ASSIGNED TASK:
Retype the records below exactly as they appear.

───── THE DATA ─────

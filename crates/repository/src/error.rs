//! Error types for persistence operations

/// Errors from the persistence collaborator.
#[derive(Debug, thiserror::Error)]
pub enum Error {
    #[error("I/O error: {0}")]
    Io(String),

    #[error("store parse error: {0}")]
    Parse(String),

    #[error("not found: {0}")]
    NotFound(String),
}

/// Result alias for repository operations.
pub type Result<T> = std::result::Result<T, Error>;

─────

TASK OUTPUT:
filename crates/repository/src/error.rs
//! Error types for persistence operations

/// Errors from the persistence collaborator.
#[derive(Debug, thiserror::Error)]
pub enum Error {
    #[error("I/O error: {0}")]
    Io(String),

    #[error("store parse error: {0}")]
    Parse(String),

    #[error("not found: {0}")]
    NotFound(String),
}

/// Result alias for repository operations.
pub type Result<T> = std::result::Result<T, Error>;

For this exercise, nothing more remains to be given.